= Directions =
Take each line below that has "impl" and copy it.

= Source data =
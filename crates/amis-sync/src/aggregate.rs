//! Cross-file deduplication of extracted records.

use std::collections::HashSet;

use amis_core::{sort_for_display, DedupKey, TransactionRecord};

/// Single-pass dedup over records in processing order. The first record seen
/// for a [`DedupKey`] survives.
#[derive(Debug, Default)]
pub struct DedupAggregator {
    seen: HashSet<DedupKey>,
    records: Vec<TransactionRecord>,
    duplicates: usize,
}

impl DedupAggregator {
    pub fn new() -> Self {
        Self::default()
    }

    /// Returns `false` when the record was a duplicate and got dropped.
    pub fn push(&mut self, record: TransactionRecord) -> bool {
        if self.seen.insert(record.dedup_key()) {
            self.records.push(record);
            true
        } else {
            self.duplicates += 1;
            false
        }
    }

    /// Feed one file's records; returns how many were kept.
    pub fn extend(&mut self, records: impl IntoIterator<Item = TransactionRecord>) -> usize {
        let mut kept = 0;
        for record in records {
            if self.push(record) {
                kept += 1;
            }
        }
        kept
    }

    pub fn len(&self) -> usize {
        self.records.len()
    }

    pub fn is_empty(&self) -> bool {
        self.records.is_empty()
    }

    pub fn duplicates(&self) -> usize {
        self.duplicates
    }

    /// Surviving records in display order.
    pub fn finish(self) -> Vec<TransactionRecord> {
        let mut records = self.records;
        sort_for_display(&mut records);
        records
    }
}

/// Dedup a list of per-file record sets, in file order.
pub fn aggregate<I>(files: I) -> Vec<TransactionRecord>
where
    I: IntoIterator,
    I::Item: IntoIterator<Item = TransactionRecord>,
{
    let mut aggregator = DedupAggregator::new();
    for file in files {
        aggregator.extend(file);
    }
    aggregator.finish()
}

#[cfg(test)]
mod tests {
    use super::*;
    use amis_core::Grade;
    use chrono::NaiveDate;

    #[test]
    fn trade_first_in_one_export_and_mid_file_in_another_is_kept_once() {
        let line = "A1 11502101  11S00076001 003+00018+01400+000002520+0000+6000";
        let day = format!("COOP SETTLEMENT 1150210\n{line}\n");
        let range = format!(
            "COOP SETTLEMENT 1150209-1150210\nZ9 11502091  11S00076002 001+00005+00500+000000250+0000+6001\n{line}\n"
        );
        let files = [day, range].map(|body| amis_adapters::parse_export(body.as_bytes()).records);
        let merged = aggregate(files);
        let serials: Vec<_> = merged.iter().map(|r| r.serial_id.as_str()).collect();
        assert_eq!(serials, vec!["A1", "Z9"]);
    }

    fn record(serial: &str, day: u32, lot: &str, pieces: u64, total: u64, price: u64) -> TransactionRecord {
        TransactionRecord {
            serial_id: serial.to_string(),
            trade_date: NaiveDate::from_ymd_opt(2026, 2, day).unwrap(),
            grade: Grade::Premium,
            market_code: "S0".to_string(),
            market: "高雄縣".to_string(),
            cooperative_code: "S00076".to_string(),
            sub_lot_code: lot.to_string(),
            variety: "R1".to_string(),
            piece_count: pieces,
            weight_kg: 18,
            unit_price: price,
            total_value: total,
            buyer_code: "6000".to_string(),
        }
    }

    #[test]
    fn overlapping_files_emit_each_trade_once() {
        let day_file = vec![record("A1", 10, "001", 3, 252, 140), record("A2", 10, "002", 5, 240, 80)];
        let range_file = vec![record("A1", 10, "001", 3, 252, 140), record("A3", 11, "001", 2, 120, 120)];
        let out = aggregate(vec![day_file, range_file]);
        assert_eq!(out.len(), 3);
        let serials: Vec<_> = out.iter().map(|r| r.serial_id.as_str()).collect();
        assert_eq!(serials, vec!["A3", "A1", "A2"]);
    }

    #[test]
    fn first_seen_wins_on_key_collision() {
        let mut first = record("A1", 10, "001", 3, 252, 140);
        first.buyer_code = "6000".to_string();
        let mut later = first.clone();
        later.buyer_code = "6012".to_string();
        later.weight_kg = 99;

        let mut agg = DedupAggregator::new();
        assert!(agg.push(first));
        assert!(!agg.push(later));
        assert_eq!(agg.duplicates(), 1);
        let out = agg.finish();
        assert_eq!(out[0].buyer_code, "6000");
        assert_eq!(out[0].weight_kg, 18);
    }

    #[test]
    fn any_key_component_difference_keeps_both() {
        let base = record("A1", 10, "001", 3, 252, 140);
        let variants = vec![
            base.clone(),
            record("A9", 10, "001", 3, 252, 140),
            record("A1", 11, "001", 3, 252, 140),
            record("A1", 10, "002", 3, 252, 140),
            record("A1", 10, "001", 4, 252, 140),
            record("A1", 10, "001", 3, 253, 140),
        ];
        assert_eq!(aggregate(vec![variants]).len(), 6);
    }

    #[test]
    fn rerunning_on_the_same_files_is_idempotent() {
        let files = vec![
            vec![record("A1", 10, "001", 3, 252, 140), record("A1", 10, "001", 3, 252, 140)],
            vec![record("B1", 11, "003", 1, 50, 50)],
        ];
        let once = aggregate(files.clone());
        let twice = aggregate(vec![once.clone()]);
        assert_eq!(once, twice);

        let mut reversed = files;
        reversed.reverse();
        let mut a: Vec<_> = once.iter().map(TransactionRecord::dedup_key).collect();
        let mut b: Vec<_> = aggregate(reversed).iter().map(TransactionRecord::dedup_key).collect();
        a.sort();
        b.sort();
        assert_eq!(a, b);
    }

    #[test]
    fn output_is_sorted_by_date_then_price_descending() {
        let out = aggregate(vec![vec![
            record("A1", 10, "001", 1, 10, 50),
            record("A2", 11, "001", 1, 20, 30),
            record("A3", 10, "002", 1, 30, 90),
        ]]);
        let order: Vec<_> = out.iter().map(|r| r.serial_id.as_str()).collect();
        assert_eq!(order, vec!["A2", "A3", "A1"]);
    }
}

= Response box =
impl DedupAggregator {
    pub fn extend(&mut self, records: impl IntoIterator<Item = TransactionRecord>) -> usize {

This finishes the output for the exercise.